Politik sinemanın en çarpıcı örneklerinden biri olan Costa Gavras’ın İtiraf (L’aveu) filmi izleyen pek çok kişi için acı dolu bir yüzleşmeye sebep olur. Film, Çekoslovakya Komünist Partisi’nin önde gelen isimlerinden ve Dışişleri Bakan Yardımcısı olan Arthur London’un 1952 Prag Duruşmalarına hazırlık sürecinde yaşadıklarını anlattığı kitabına dayanmaktadır.
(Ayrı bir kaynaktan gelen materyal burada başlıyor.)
//! Body pipeline between a [`Packet`] and a wire [`Frame`].
//!
//! Outbound: `[packet_id: u64][sent_at_ms: i64][payload]` -> compress (if
//! flagged) -> encrypt (if flagged) -> envelope. Inbound runs the same steps in
//! reverse, instantiating the body through the packet registry.

use crate::core::cursor::Frame;
use crate::core::envelope::{Envelope, PacketFlags};
use crate::core::packet::Packet;
use crate::error::{constants, ProtocolError, Result};
use crate::protocol::registry;
use crate::utils::compression::{self, CompressionKind};
use crate::utils::crypto::Crypto;

/// Length of the id/timestamp prefix inside every plaintext body.
pub const BODY_PREFIX_LEN: usize = 16;

/// Transforms applied to bodies on one connection.
#[derive(Debug, Clone, Copy)]
pub struct Pipeline<'a> {
    pub cipher: Option<&'a Crypto>,
    pub compression: CompressionKind,
}

impl<'a> Pipeline<'a> {
    pub fn plain() -> Self {
        Self {
            cipher: None,
            compression: CompressionKind::None,
        }
    }

    pub fn new(cipher: Option<&'a Crypto>, compression: CompressionKind) -> Self {
        Self {
            cipher,
            compression,
        }
    }
}

/// Split a plaintext body into `(packet_id, sent_at_ms, payload)`.
pub fn split_prefix(plain: &[u8]) -> Result<(u64, i64, &[u8])> {
    if plain.len() < BODY_PREFIX_LEN {
        return Err(ProtocolError::Custom(constants::ERR_BODY_TOO_SHORT.into()));
    }
    let mut id = [0u8; 8];
    id.copy_from_slice(&plain[0..8]);
    let mut sent = [0u8; 8];
    sent.copy_from_slice(&plain[8..16]);
    Ok((
        u64::from_le_bytes(id),
        i64::from_le_bytes(sent),
        &plain[BODY_PREFIX_LEN..],
    ))
}

pub fn encode_packet(packet: &Packet, pipeline: Pipeline<'_>) -> Result<Frame> {
    let payload = packet.body_dyn().encode_body()?;

    let mut body = Vec::with_capacity(BODY_PREFIX_LEN + payload.len());
    body.extend_from_slice(&packet.packet_id.to_le_bytes());
    body.extend_from_slice(&packet.sent_at_ms.to_le_bytes());
    body.extend_from_slice(&payload);

    if packet.flags.contains(PacketFlags::COMPRESSED) {
        body = compression::compress(&body, pipeline.compression)?;
    }
    if packet.flags.contains(PacketFlags::ENCRYPTED) {
        let cipher = pipeline.cipher.ok_or(ProtocolError::NotSecured)?;
        body = cipher.seal(&body)?;
    }

    Ok(Frame {
        envelope: Envelope::new(
            packet.packet_type,
            packet.subtype,
            packet.flags,
            body.len() as u32,
        ),
        body,
    })
}

pub fn decode_frame(frame: Frame, pipeline: Pipeline<'_>) -> Result<Packet> {
    let Frame { envelope, body } = frame;
    let mut target = registry::construct(envelope.packet_type, envelope.subtype)?;

    let mut plain = body;
    if envelope.flags.contains(PacketFlags::ENCRYPTED) {
        let cipher = pipeline.cipher.ok_or(ProtocolError::NotSecured)?;
        plain = cipher.open(&plain)?;
        if plain.is_empty() {
            return Err(ProtocolError::Custom(constants::ERR_EMPTY_DECRYPT.into()));
        }
    }
    if envelope.flags.contains(PacketFlags::COMPRESSED) {
        plain = compression::decompress(&plain, pipeline.compression)?;
    }

    let (packet_id, sent_at_ms, payload) = split_prefix(&plain)?;
    target.decode_body(payload)?;

    let mut packet = Packet::from_boxed(envelope.packet_type, envelope.subtype, target);
    packet.flags = envelope.flags;
    packet.packet_id = packet_id;
    packet.sent_at_ms = sent_at_ms;
    Ok(packet)
}

#[cfg(test)]
mod tests {
    use super::*;
    use crate::core::packet::{ReplyCode, Reply};
    use crate::protocol::messages::{Ack, LoginRequest, ACK, LOGIN_REQUEST};

    #[test]
    fn test_plain_roundtrip_keeps_id_and_timestamp() {
        let mut packet = Packet::new(
            ACK,
            0,
            Ack {
                acked_id: 9,
                acked_type: 3,
                acked_subtype: 1,
            },
        );
        packet.packet_id = 41;
        packet.sent_at_ms = 1_700_000_000_000;

        let frame = encode_packet(&packet, Pipeline::plain()).unwrap();
        assert_eq!(frame.envelope.length as usize, frame.body.len());

        let decoded = decode_frame(frame, Pipeline::plain()).unwrap();
        assert_eq!(decoded.packet_id, 41);
        assert_eq!(decoded.sent_at_ms, 1_700_000_000_000);
        assert_eq!(decoded.body::<Ack>().unwrap().acked_id, 9);
    }

    #[test]
    fn test_encrypted_compressed_roundtrip() {
        let crypto = Crypto::new(&[9u8; 32]);
        let pipeline = Pipeline::new(Some(&crypto), CompressionKind::Lz4);
        let packet = Packet::new(
            LOGIN_REQUEST,
            0,
            LoginRequest {
                account_name: "ranger".into(),
                password: "hunter2".into(),
                ..Default::default()
            },
        )
        .with_flags(PacketFlags::ENCRYPTED | PacketFlags::COMPRESSED);

        let frame = encode_packet(&packet, pipeline).unwrap();
        assert!(!frame.body.windows(7).any(|w| w == b"hunter2"));

        let decoded = decode_frame(frame, pipeline).unwrap();
        assert_eq!(decoded.body::<LoginRequest>().unwrap().password, "hunter2");
    }

    #[test]
    fn test_encrypted_without_key_is_rejected() {
        let packet = Packet::new(-1, 0, Reply::default()).with_flags(PacketFlags::ENCRYPTED);
        assert!(matches!(
            encode_packet(&packet, Pipeline::plain()),
            Err(ProtocolError::NotSecured)
        ));
    }

    #[test]
    fn test_unregistered_type_fails_decode() {
        let packet = Packet::new(-1, 0, Reply { result: ReplyCode::Ok, ..Default::default() });
        let mut frame = encode_packet(&packet, Pipeline::plain()).unwrap();
        frame.envelope.packet_type = 987_654;
        assert!(matches!(
            decode_frame(frame, Pipeline::plain()),
            Err(ProtocolError::UnregisteredPacket { .. })
        ));
    }

    #[test]
    fn test_short_body_fails_decode() {
        let frame = Frame {
            envelope: Envelope::new(ACK, 0, PacketFlags::empty(), 4),
            body: vec![0u8; 4],
        };
        assert!(decode_frame(frame, Pipeline::plain()).is_err());
    }
}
London’un 1951 yılında tutuklanmasıyla başlayan yargılama süreci Yves Montand’ın olağanüstü oyunculuğu ile beyazperdeye aktarılmıştır.1 Film boyunca London’a uygulanan işkencelerin tüm ağırlığını ruhumuzda hissederiz. İşçi sınıfı devrimlerinin içinde yaşanan bu yargılamanın, sınıflı toplumları ortadan kaldırmayı hedefleyen Marksistleri sarsmaması mümkün değildir. Nitekim bu film üzerine çok sayıda inceleme yapılmış ve “sosyalist” devletlerdeki hukukun niteliği üzerine önemli tartışmalar doğmuştur.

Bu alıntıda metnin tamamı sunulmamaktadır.